- Relator(a)
- MARIA ISABEL GALLOTTI
- Data do julgamento
- 30/06/2026
STJ – Acórdão, Rel. MARIA ISABEL GALLOTTI, j. 30/06/2026
DIREITO CIVIL. RECURSO ESPECIAL. CONTRATO DE COMPRA E VENDA DE LOTE NÃO EDIFICADO. RESCISÃO CONTRATUAL POR INICIATIVA DO ADQUIRENTE. CONTRATO CELEBRADO APÓS A LEI 13.786/2018. POSSIBILIDADE DE RETENÇÃO DE VALORES PELA INCORPORADORA, INCLUSIVE, DA TAXA DE FRUIÇÃO E COMISSÃO DE CORRETAGEM. CLÁUSULA PENAL DE 10% DO VALOR ATUALIZADO DO CONTRATO. PREVISÃO LEGAL EXPRESSA. ABUSIVIDADE NÃO CONFIGURADA. VIOLAÇÃO DE NORMA LEGAL SEM INDIVIDUALIZAÇÃO. FUNDAMENTAÇÃO DEFICIENTE. APLICAÇÃO DA SÚMULA 284/STF.1. A partir da Lei 13.786/2018, pode haver a dedução da taxa de fruição dos valores a serem restituídos ao comprador, em caso de rescisão de promessa de compra e venda de lote não edificado, desde que respeitados todos os termos da legislação e se houver expressa disposição contratual nesse sentido.2. O art. 32-A, II, da Lei 6.766/1979, incluído pela Lei 13.786/2018, autoriza, na hipótese de distrato por culpa do adquirente, a retenção de até 10% (dez por cento) do valor atualizado do contrato, a título de cláusula penal e despesas administrativas, inclusive arras ou sinal.3. O contrato celebrado entre as partes reproduz os termos da lei, não se podendo reputar abusiva cláusula penal que se limita a prever hipótese autorizada pelo ordenamento, salvo demonstração de desproporcionalidade concreta, não evidenciada nos autos.
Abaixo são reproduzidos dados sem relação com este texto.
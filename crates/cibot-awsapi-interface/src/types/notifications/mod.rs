mod build_state_change;
mod errors;
mod notification;
mod notification_kind;
mod pull_request_state_change;
mod repository_state_change;

pub use build_state_change::{
    BuildAdditionalInformation, BuildEnvironment, BuildStateChangeDetail,
};
pub use errors::NotificationError;
pub use notification::{Notification, NotificationEnvelope};
pub use notification_kind::NotificationKind;
pub use pull_request_state_change::PullRequestStateChangeDetail;
pub use repository_state_change::{ReferenceType, RepositoryStateChangeDetail};
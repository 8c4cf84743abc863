use serde::{Deserialize, Serialize};

/// Git reference type.
#[derive(Debug, Deserialize, Serialize, Clone, Default, PartialEq, Eq)]
#[serde(rename_all = "snake_case")]
pub enum ReferenceType {
    /// Branch.
    #[default]
    Branch,
    /// Tag.
    Tag,
    /// Anything else.
    #[serde(other)]
    Other,
}

/// Detail of a `CodeCommit Repository State Change` event.
#[derive(Debug, Deserialize, Serialize, Clone, Default, PartialEq, Eq)]
#[serde(rename_all = "camelCase")]
pub struct RepositoryStateChangeDetail {
    /// Event (`referenceCreated`, `referenceUpdated`, `referenceDeleted`).
    pub event: String,
    /// Reference type.
    pub reference_type: ReferenceType,
    /// Reference short name (e.g. `main`).
    pub reference_name: String,
    /// Reference full name (e.g. `refs/heads/main`).
    pub reference_full_name: Option<String>,
    /// New commit.
    pub commit_id: Option<String>,
    /// Previous commit.
    pub old_commit_id: Option<String>,
    /// Repository name.
    pub repository_name: Option<String>,
    /// Caller ARN.
    pub caller_user_arn: Option<String>,
}
fn main() -> shadow_rs::SdResult<()> {
    shadow_rs::new()
}
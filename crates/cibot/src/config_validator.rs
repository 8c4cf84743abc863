//! Validation utilities.

use cibot_config::{ApiDriver, Config};
use thiserror::Error;

#[derive(Debug, Error)]
pub enum ValidationError {
    #[error("Errors on environment variables:\n{}", errors)]
    EnvVarsError { errors: String },
}

fn validate_env_vars(config: &Config) -> Result<(), ValidationError> {
    #[inline]
    fn _missing(error: &mut String, name: &str) {
        error.push_str(&format!("\n  - Missing env. var.: {}", name));
    }

    #[inline]
    fn _invalid(error: &mut String, name: &str, reason: &str) {
        error.push_str(&format!("\n  - Invalid env. var.: {} ({})", name, reason));
    }

    let mut error = String::new();

    if config.build.project_name.is_empty() {
        _missing(&mut error, "CODEBUILD_PROJECT_NAME");
    }

    if config.api.driver == ApiDriver::Aws && config.api.aws.region.is_empty() {
        _missing(&mut error, "AWS_REGION");
    }

    let mut repository_names: Vec<_> = config.build.repository_customizations.keys().collect();
    repository_names.sort();
    for repository_name in repository_names {
        let customization = &config.build.repository_customizations[repository_name];
        if customization.codebuild_service_role_arn.as_deref() == Some("") {
            _invalid(
                &mut error,
                "REPOSITORY_CUSTOMIZATIONS_JSON",
                &format!("empty codebuild_service_role_arn for '{}'", repository_name),
            );
        }
    }

    if error.is_empty() {
        Ok(())
    } else {
        Err(ValidationError::EnvVarsError { errors: error })
    }
}

/// Validate configuration.
pub fn validate_configuration(config: &Config) -> Result<(), ValidationError> {
    validate_env_vars(config)
}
Na ausência de hipótese de abusividade ou de circunstância que justifique a redução do percentual de retenção, deve prevalecer o contrato livremente pactuado pelas partes.4. Observado o limite legal de retenção de até 10% do valor atualizado do contrato, a inexistência de saldo positivo em favor do adquirente seja porque os valores pagos não superam o montante retido, seja porque se compensam integralmente com encargos devidos não autoriza a cobrança de qualquer quantia adicional do comprador.5. O argumento de violação de normas legais sem a individualização precisa e compreensível do dispositivo legal supostamente ofendido, isto é, sem a específica indicação numérica do artigo de lei, parágrafos e incisos e das alíneas, e a citação de passagem de artigos sem a efetiva demonstração de contrariedade de lei federal impedem o conhecimento do recurso especial por deficiência de fundamentação (Súmula 284/STF).6. Recurso especial a que se conhece parcialmente para, nessa extensão, dar-lhe provimento.